┌────────

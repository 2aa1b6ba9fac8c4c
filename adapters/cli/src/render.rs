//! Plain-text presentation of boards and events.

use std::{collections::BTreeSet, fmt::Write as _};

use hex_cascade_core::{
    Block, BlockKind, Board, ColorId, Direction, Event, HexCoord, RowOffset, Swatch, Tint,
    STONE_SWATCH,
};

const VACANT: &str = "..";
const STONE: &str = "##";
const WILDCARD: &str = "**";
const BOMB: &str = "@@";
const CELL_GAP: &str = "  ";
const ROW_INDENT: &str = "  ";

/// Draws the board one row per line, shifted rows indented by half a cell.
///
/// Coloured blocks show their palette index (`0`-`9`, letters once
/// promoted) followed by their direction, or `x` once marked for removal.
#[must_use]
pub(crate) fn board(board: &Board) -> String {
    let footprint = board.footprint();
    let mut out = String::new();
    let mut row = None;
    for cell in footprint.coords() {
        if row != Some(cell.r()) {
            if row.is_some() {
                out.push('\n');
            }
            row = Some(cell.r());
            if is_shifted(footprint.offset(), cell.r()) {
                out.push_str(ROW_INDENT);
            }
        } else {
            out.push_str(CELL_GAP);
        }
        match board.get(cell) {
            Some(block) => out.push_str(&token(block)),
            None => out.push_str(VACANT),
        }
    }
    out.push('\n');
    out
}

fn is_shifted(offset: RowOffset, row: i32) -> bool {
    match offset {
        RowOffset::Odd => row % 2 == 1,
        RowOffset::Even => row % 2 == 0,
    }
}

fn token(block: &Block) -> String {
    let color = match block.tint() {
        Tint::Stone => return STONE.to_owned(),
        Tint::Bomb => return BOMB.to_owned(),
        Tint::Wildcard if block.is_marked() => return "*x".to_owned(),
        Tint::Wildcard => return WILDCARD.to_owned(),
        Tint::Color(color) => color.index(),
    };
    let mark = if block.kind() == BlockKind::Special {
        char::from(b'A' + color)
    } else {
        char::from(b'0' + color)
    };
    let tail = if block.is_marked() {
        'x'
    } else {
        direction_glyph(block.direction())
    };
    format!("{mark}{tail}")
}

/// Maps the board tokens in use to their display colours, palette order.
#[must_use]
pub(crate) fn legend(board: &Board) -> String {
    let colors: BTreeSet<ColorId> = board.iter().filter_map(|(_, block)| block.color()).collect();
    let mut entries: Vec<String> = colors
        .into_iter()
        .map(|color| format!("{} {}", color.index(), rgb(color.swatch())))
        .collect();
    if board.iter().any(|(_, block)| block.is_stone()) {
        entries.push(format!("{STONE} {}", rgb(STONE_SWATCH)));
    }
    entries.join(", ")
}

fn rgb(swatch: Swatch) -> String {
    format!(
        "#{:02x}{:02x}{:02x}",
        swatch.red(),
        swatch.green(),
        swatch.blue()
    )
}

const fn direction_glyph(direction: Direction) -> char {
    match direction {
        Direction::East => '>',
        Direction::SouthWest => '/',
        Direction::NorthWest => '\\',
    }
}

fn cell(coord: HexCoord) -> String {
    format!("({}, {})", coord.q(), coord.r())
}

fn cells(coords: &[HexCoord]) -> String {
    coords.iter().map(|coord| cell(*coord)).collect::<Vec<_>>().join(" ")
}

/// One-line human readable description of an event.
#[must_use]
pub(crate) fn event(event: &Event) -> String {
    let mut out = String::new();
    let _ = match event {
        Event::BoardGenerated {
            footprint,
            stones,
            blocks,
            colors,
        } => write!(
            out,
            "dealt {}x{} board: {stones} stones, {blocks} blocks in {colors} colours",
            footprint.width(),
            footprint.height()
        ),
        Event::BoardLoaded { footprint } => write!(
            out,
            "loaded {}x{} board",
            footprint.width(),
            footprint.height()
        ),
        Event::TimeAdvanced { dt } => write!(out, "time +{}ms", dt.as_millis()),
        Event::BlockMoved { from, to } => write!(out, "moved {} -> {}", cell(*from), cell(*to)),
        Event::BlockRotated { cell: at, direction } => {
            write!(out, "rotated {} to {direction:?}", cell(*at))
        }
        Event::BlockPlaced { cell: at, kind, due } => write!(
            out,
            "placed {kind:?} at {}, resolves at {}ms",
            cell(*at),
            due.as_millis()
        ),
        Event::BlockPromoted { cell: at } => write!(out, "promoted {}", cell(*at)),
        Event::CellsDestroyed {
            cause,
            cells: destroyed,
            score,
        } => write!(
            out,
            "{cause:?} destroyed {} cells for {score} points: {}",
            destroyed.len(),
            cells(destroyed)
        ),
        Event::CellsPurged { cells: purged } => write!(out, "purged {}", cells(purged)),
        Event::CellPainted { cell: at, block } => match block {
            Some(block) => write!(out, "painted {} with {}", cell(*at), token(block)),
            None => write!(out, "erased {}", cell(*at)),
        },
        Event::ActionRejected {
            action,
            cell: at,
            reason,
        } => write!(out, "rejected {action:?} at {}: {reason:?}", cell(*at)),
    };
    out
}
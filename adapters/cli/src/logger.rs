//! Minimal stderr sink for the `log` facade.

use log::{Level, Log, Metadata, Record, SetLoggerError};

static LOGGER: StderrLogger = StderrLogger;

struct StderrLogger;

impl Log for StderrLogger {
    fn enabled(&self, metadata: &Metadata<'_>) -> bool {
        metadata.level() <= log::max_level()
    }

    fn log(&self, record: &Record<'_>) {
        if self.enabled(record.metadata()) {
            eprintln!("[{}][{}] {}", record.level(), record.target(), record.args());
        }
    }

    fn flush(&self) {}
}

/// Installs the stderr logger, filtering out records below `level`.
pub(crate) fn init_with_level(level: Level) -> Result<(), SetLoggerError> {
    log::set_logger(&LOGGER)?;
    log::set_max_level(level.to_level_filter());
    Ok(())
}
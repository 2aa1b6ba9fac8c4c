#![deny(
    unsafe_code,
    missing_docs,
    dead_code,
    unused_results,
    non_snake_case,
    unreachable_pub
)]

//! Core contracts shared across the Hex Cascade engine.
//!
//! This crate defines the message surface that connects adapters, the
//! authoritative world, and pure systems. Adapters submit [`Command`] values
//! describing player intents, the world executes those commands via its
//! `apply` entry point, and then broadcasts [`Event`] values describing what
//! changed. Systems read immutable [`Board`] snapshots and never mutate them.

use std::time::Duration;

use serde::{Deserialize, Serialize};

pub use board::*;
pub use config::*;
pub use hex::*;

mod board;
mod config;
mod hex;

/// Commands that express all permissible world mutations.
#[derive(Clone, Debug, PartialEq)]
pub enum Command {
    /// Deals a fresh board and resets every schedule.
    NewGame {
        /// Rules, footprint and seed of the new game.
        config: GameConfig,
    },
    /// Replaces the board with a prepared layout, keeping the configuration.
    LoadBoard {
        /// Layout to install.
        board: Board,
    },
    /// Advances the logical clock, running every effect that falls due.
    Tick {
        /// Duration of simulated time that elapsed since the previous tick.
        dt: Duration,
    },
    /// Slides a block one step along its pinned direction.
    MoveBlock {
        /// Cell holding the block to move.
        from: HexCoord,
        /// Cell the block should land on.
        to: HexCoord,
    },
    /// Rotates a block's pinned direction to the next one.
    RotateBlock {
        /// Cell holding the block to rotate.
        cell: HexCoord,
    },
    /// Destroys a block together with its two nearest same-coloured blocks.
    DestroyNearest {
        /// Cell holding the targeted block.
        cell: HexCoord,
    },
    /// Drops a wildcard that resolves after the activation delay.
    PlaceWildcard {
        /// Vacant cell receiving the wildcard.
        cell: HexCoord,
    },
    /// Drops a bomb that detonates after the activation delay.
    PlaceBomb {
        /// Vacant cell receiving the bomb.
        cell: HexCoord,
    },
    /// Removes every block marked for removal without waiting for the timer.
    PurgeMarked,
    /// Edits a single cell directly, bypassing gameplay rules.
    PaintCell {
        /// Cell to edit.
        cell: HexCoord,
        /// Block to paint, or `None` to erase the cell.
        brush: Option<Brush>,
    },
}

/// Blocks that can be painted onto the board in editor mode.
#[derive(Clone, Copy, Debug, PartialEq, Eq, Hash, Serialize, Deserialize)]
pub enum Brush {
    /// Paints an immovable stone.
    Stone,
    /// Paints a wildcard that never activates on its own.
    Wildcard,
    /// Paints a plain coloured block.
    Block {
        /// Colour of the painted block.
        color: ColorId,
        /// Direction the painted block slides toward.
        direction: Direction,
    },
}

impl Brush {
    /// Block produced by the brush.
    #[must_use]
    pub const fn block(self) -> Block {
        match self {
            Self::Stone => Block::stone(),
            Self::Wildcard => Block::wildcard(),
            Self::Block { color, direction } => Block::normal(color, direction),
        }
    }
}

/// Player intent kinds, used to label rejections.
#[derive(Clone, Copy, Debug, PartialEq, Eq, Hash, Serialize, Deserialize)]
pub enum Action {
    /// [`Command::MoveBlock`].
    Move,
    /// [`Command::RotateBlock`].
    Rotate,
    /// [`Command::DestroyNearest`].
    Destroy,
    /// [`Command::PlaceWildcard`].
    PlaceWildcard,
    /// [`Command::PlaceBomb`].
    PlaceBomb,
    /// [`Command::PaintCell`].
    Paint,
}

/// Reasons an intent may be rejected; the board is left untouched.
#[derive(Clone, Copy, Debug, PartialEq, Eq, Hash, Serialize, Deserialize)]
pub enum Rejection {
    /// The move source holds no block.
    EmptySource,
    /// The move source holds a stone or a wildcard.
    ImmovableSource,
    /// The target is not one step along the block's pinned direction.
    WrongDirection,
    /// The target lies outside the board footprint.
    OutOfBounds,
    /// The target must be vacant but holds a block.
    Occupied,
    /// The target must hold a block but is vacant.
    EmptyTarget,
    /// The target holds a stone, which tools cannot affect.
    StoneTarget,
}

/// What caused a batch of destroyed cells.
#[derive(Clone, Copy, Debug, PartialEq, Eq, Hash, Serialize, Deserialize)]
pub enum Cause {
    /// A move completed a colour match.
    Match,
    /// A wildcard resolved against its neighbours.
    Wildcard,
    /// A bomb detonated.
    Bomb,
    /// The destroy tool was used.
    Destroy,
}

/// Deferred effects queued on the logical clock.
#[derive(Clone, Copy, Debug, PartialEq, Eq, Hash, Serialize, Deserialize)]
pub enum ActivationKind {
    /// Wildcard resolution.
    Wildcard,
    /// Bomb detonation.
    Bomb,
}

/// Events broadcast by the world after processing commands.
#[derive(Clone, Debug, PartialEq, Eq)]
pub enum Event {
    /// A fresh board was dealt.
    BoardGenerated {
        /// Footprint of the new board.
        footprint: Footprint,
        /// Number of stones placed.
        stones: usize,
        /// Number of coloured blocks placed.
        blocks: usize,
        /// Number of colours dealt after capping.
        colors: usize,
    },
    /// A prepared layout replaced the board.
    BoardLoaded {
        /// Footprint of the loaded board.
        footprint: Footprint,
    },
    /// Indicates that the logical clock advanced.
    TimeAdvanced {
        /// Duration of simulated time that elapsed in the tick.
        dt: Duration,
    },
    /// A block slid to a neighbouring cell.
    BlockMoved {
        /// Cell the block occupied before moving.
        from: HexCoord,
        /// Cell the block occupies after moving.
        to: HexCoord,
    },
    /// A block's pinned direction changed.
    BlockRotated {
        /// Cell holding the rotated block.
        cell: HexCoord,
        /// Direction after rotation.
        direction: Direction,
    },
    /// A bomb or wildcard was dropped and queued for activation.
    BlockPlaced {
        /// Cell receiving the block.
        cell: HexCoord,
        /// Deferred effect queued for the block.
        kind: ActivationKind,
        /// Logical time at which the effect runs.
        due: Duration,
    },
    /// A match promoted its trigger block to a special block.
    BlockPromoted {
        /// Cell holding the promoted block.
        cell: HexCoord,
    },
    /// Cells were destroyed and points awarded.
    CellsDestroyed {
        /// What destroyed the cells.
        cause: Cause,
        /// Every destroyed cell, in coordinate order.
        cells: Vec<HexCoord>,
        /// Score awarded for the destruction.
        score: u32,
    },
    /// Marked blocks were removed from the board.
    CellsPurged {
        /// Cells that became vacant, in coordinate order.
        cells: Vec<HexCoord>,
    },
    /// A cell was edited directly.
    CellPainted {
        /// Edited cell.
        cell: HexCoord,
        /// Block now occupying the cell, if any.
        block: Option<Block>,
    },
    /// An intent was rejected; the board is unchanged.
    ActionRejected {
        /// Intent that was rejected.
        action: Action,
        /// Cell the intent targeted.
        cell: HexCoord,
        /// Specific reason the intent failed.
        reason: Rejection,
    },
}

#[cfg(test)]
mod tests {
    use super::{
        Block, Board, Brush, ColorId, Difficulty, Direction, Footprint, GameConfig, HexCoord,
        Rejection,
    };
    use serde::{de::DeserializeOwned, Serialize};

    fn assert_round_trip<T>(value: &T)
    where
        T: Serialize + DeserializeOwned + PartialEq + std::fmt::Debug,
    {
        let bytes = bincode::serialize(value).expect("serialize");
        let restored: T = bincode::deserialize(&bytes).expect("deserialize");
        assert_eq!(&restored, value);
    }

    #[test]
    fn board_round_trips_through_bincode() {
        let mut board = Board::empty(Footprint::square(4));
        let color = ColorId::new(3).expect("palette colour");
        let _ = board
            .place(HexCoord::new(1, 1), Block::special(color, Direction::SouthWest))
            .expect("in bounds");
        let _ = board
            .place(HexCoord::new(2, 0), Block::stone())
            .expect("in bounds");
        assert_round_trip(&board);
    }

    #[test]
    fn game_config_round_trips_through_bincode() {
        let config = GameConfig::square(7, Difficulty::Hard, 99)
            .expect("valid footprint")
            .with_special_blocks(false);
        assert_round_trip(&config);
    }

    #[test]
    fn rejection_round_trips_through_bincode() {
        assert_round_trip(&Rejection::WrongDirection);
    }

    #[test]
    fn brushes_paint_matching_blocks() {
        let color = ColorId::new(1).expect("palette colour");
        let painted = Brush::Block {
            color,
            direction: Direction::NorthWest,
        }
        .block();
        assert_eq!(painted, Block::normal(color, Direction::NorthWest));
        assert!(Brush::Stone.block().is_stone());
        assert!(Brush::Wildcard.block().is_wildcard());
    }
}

└────────

(Exercise directions):
Using the data above, tally the lines that contain the string "ActionRejected" and state only the result.

(Final answer):
2